The increasing abandonment of burses and veils among Anglicans
is mainly due to the introduction of free-standing altars and the
westward position, together with simplification of arrangements in
the sanctuary. The vessels are no longer placed on the altar at the
start of mass, but are left unveiled on the credence table until
the offertory; this practice draws added attention to the point
when they come into use in the eucharistic liturgy.
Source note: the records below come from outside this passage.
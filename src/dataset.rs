use std::path::Path;

use anyhow::Context;
use rand::rngs::StdRng;
use rand::seq::SliceRandom;
use rand::{Rng, SeedableRng};
use serde::{Deserialize, Serialize};

use crate::features;
use crate::models::{Gender, Grade, LabeledRecord, StudentInput};

/// Held-out fraction and shuffle seed used by every command, matching
/// the evaluation protocol the model quality numbers are quoted for.
pub const TEST_FRACTION: f64 = 0.25;
pub const SPLIT_SEED: u64 = 42;

#[derive(Debug, Deserialize)]
struct TrainingRow {
    #[serde(rename = "Age")]
    age: u32,
    #[serde(rename = "Gender")]
    gender: Gender,
    #[serde(rename = "Height_cm")]
    height_cm: f64,
    #[serde(rename = "Weight_kg")]
    weight_kg: f64,
    // Schema-checked but superseded: BMI is always recomputed from
    // height and weight so training and query features cannot diverge.
    #[serde(rename = "BMI")]
    #[allow(dead_code)]
    bmi: f64,
    #[serde(rename = "Run_3km_Min")]
    run_3km_min: f64,
    #[serde(rename = "Pushups")]
    pushups: u32,
    #[serde(rename = "Situps")]
    situps: u32,
    #[serde(rename = "Beep_Test")]
    beep_test: f64,
    #[serde(rename = "Attendance_%")]
    attendance_pct: f64,
    #[serde(rename = "Grade")]
    grade: Grade,
}

/// Loads the training dataset, deriving the composite features for
/// every row. Any missing or malformed column is fatal; an optional
/// `Student_ID` column is ignored.
pub fn load(path: &Path) -> anyhow::Result<Vec<LabeledRecord>> {
    let mut reader = csv::Reader::from_path(path)
        .with_context(|| format!("failed to open dataset {}", path.display()))?;

    let mut records = Vec::new();
    for (index, result) in reader.deserialize::<TrainingRow>().enumerate() {
        let row = result.with_context(|| {
            format!("malformed dataset row {} in {}", index + 2, path.display())
        })?;
        records.push(LabeledRecord {
            record: features::derive(StudentInput {
                age: row.age,
                gender: row.gender,
                height_cm: row.height_cm,
                weight_kg: row.weight_kg,
                run_3km_min: row.run_3km_min,
                pushups: row.pushups,
                situps: row.situps,
                beep_test: row.beep_test,
                attendance_pct: row.attendance_pct,
            }),
            grade: row.grade,
        });
    }

    if records.is_empty() {
        anyhow::bail!("dataset {} contains no rows", path.display());
    }

    Ok(records)
}

/// Shuffles with a fixed seed and splits off a held-out test set.
pub fn split(
    records: Vec<LabeledRecord>,
    test_fraction: f64,
    seed: u64,
) -> (Vec<LabeledRecord>, Vec<LabeledRecord>) {
    let mut shuffled = records;
    let mut rng = StdRng::seed_from_u64(seed);
    shuffled.shuffle(&mut rng);

    let test_len = ((shuffled.len() as f64) * test_fraction).ceil() as usize;
    let test_len = test_len.min(shuffled.len().saturating_sub(1));
    let train = shuffled.split_off(test_len);
    (train, shuffled)
}

#[derive(Debug, Serialize)]
struct SeedRow {
    #[serde(rename = "Student_ID")]
    student_id: String,
    #[serde(rename = "Age")]
    age: u32,
    #[serde(rename = "Gender")]
    gender: Gender,
    #[serde(rename = "Height_cm")]
    height_cm: f64,
    #[serde(rename = "Weight_kg")]
    weight_kg: f64,
    #[serde(rename = "BMI")]
    bmi: f64,
    #[serde(rename = "Run_3km_Min")]
    run_3km_min: f64,
    #[serde(rename = "Pushups")]
    pushups: u32,
    #[serde(rename = "Situps")]
    situps: u32,
    #[serde(rename = "Beep_Test")]
    beep_test: f64,
    #[serde(rename = "Attendance_%")]
    attendance_pct: f64,
    #[serde(rename = "Grade")]
    grade: Grade,
}

/// Writes a deterministic synthetic dataset so the tool is runnable
/// without the real measurement spreadsheet. Grades follow
/// Performance_Index bands with the attendance rule applied, so there is
/// real structure for the classifier to learn.
pub fn write_seed(path: &Path, rows: usize, seed: u64) -> anyhow::Result<()> {
    let mut writer = csv::Writer::from_path(path)
        .with_context(|| format!("failed to create seed dataset {}", path.display()))?;
    let mut rng = StdRng::seed_from_u64(seed);

    for index in 0..rows {
        let input = StudentInput {
            age: rng.gen_range(18..=30),
            gender: if rng.gen_bool(0.5) { Gender::M } else { Gender::F },
            height_cm: round1(rng.gen_range(150.0..=200.0)),
            weight_kg: round1(rng.gen_range(40.0..=120.0)),
            run_3km_min: round1(rng.gen_range(10.0..=40.0)),
            pushups: rng.gen_range(0..=35),
            situps: rng.gen_range(0..=35),
            beep_test: round1(rng.gen_range(1.0..=12.0)),
            attendance_pct: round1(rng.gen_range(50.0..=100.0)),
        };
        let record = features::derive(input);
        let grade = seed_grade(record.performance_index, record.input.attendance_pct);

        writer.serialize(SeedRow {
            student_id: format!("S{:04}", index + 1),
            age: record.input.age,
            gender: record.input.gender,
            height_cm: record.input.height_cm,
            weight_kg: record.input.weight_kg,
            bmi: record.bmi,
            run_3km_min: record.input.run_3km_min,
            pushups: record.input.pushups,
            situps: record.input.situps,
            beep_test: record.input.beep_test,
            attendance_pct: record.input.attendance_pct,
            grade,
        })?;
    }

    writer.flush()?;
    Ok(())
}

fn seed_grade(performance_index: f64, attendance_pct: f64) -> Grade {
    if attendance_pct < 80.0 {
        return Grade::F;
    }
    match performance_index {
        p if p >= 15.0 => Grade::A,
        p if p >= 11.0 => Grade::B,
        p if p >= 7.0 => Grade::C,
        p if p >= 3.0 => Grade::D,
        _ => Grade::F,
    }
}

fn round1(value: f64) -> f64 {
    (value * 10.0).round() / 10.0
}

#[cfg(test)]
mod tests {
    use super::*;
    use std::env;
    use std::fs;
    use std::path::PathBuf;

    fn temp_path(name: &str) -> PathBuf {
        env::temp_dir().join(format!("pep-grade-{}-{}", std::process::id(), name))
    }

    const HEADER: &str = "Student_ID,Age,Gender,Height_cm,Weight_kg,BMI,Run_3km_Min,Pushups,Situps,Beep_Test,Attendance_%,Grade";

    #[test]
    fn loads_rows_and_recomputes_derived_features() {
        let path = temp_path("load.csv");
        fs::write(
            &path,
            format!("{HEADER}\nS0001,21,M,170,70,99.9,20,20,20,6.0,85.0,B\n"),
        )
        .unwrap();

        let records = load(&path).unwrap();
        fs::remove_file(&path).ok();

        assert_eq!(records.len(), 1);
        let labeled = &records[0];
        assert_eq!(labeled.grade, Grade::B);
        // The bogus file BMI is superseded by the derivation.
        assert!((labeled.record.bmi - 24.2).abs() < 1e-9);
        assert!((labeled.record.speed_index - 10.0).abs() < 1e-9);
    }

    #[test]
    fn missing_column_is_fatal() {
        let path = temp_path("missing-column.csv");
        fs::write(
            &path,
            "Age,Gender,Height_cm,Weight_kg,BMI,Run_3km_Min,Pushups,Situps,Beep_Test,Attendance_%\n\
             21,M,170,70,24.2,20,20,20,6.0,85.0\n",
        )
        .unwrap();

        let result = load(&path);
        fs::remove_file(&path).ok();
        assert!(result.is_err());
    }

    #[test]
    fn empty_dataset_is_fatal() {
        let path = temp_path("empty.csv");
        fs::write(&path, format!("{HEADER}\n")).unwrap();
        let result = load(&path);
        fs::remove_file(&path).ok();
        assert!(result.is_err());
    }

    #[test]
    fn split_partitions_and_is_deterministic() {
        let path = temp_path("split.csv");
        write_seed(&path, 40, 7).unwrap();
        let records = load(&path).unwrap();
        fs::remove_file(&path).ok();

        let (train_a, test_a) = split(records.clone(), 0.25, SPLIT_SEED);
        let (train_b, test_b) = split(records, 0.25, SPLIT_SEED);

        assert_eq!(test_a.len(), 10);
        assert_eq!(train_a.len(), 30);
        assert_eq!(train_a.len(), train_b.len());
        for (a, b) in test_a.iter().zip(test_b.iter()) {
            assert_eq!(a.record, b.record);
            assert_eq!(a.grade, b.grade);
        }
    }

    #[test]
    fn seed_data_respects_the_attendance_rule() {
        let path = temp_path("seed.csv");
        write_seed(&path, 120, 3).unwrap();
        let records = load(&path).unwrap();
        fs::remove_file(&path).ok();

        assert_eq!(records.len(), 120);
        for labeled in &records {
            if labeled.record.input.attendance_pct < 80.0 {
                assert_eq!(labeled.grade, Grade::F);
            }
        }
    }
}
Widespread as these accoutrements became after Ritualists
imported them in the late 19th century, the Prayer Book never
required their use. Percy Dearmer, in the early 20th century, wrote
in The Parson's Handbook: "Chalice veils, in fact,
inconvenient as they are, were introduced in ignorance during the
last century."
(Canon) Terry Palmer
Magor, Monmouthshire
Your questions
If a lay canon takes Holy Orders, does the canonry
lapse?
B. B.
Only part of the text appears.